## To do
Check each line of the records below and collect those holding "impl".

** Opening Records supplied block **

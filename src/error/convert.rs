//! External conversion tool errors

use super::AdBundleError;

pub fn launch_failed(program: impl Into<String>, reason: impl Into<String>) -> AdBundleError {
    AdBundleError::ToolLaunchFailed {
        program: program.into(),
        reason: reason.into(),
    }
}

/// Creates a tool failure error; the message is passed through verbatim
pub fn tool_failed(message: impl Into<String>) -> AdBundleError {
    AdBundleError::ToolFailed {
        message: message.into(),
    }
}

pub fn timed_out(seconds: u64) -> AdBundleError {
    AdBundleError::ToolTimedOut { seconds }
}

pub fn invalid_output(output: impl Into<String>) -> AdBundleError {
    AdBundleError::ToolOutputInvalid {
        output: output.into(),
    }
}

/// Creates a conversion failure error (tool reported `success: false`)
pub fn conversion_failed(message: impl Into<String>) -> AdBundleError {
    AdBundleError::ConversionFailed {
        message: message.into(),
    }
}
//! File-backed document store
//!
//! Layout: `<root>/<collection>/<id>.json`. Writes go through a temporary file
//! in the same directory and are renamed into place.

use std::fs;
use std::io::{ErrorKind, Write};
use std::path::{Path, PathBuf};

use serde_json::Value;
use tempfile::NamedTempFile;
use walkdir::WalkDir;

use super::{DocumentStore, Fields, validate_key};
use crate::error::{Result, store};

const DOCUMENT_EXTENSION: &str = ".json";

#[derive(Debug, Clone)]
pub struct FileStore {
    root: PathBuf,
}

impl FileStore {
    /// Store rooted at `data_dir/namespace`
    pub fn open(data_dir: &Path, namespace: &str) -> Result<Self> {
        if !validate_key(namespace) {
            return Err(store::operation_failed(format!(
                "Invalid store namespace '{namespace}'"
            )));
        }
        Ok(Self {
            root: data_dir.join(namespace),
        })
    }

    pub fn root(&self) -> &Path {
        &self.root
    }

    fn collection_dir(&self, collection: &str) -> Result<PathBuf> {
        if !validate_key(collection) {
            return Err(store::operation_failed(format!(
                "Invalid collection name '{collection}'"
            )));
        }
        Ok(self.root.join(collection))
    }

    fn document_path(&self, collection: &str, id: &str) -> Result<PathBuf> {
        if !validate_key(id) {
            return Err(store::operation_failed(format!("Invalid document key '{id}'")));
        }
        Ok(self
            .collection_dir(collection)?
            .join(format!("{id}{DOCUMENT_EXTENSION}")))
    }

    fn read_document(path: &Path, id: &str) -> Result<Option<Fields>> {
        let content = match fs::read_to_string(path) {
            Ok(content) => content,
            Err(e) if e.kind() == ErrorKind::NotFound => return Ok(None),
            Err(e) => return Err(store::read_failed(id, e.to_string())),
        };
        match serde_json::from_str::<Value>(&content) {
            Ok(Value::Object(fields)) => Ok(Some(fields)),
            Ok(_) => Err(store::corrupt(id, "document is not a JSON object")),
            Err(e) => Err(store::corrupt(id, e.to_string())),
        }
    }

    fn document_files(&self, collection: &str) -> Result<Vec<(String, PathBuf)>> {
        let dir = self.collection_dir(collection)?;
        if !dir.is_dir() {
            return Ok(Vec::new());
        }

        let mut files = Vec::new();
        for entry in WalkDir::new(&dir)
            .min_depth(1)
            .max_depth(1)
            .sort_by_file_name()
        {
            let entry = entry.map_err(|e| store::operation_failed(e.to_string()))?;
            if !entry.file_type().is_file() {
                continue;
            }
            let Some(id) = entry
                .file_name()
                .to_str()
                .and_then(|name| name.strip_suffix(DOCUMENT_EXTENSION))
            else {
                continue;
            };
            files.push((id.to_string(), entry.into_path()));
        }
        Ok(files)
    }
}

impl DocumentStore for FileStore {
    fn set(&self, collection: &str, id: &str, fields: Fields) -> Result<()> {
        let path = self.document_path(collection, id)?;
        let dir = self.collection_dir(collection)?;
        fs::create_dir_all(&dir).map_err(|e| store::write_failed(id, e.to_string()))?;

        let content = serde_json::to_vec_pretty(&Value::Object(fields))
            .map_err(|e| store::write_failed(id, e.to_string()))?;

        let mut temp =
            NamedTempFile::new_in(&dir).map_err(|e| store::write_failed(id, e.to_string()))?;
        temp.write_all(&content)
            .map_err(|e| store::write_failed(id, e.to_string()))?;
        temp.persist(&path)
            .map_err(|e| store::write_failed(id, e.error.to_string()))?;
        Ok(())
    }

    fn get(&self, collection: &str, id: &str) -> Result<Option<Fields>> {
        let path = self.document_path(collection, id)?;
        Self::read_document(&path, id)
    }

    fn list(&self, collection: &str) -> Result<Vec<(String, Fields)>> {
        let mut documents = Vec::new();
        for (id, path) in self.document_files(collection)? {
            // Removed between listing and reading
            if let Some(fields) = Self::read_document(&path, &id)? {
                documents.push((id, fields));
            }
        }
        Ok(documents)
    }

    fn delete_all(&self, collection: &str) -> Result<usize> {
        let mut removed = 0;
        for (id, path) in self.document_files(collection)? {
            match fs::remove_file(&path) {
                Ok(()) => removed += 1,
                Err(e) if e.kind() == ErrorKind::NotFound => {}
                Err(e) => return Err(store::write_failed(id, e.to_string())),
            }
        }
        Ok(removed)
    }
}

** Closing Records supplied block **

## Solution for this exercise
pub fn launch_failed(program: impl Into<String>, reason: impl Into<String>) -> AdBundleError {
pub fn tool_failed(message: impl Into<String>) -> AdBundleError {
pub fn invalid_output(output: impl Into<String>) -> AdBundleError {
pub fn conversion_failed(message: impl Into<String>) -> AdBundleError {
impl FileStore {
impl DocumentStore for FileStore {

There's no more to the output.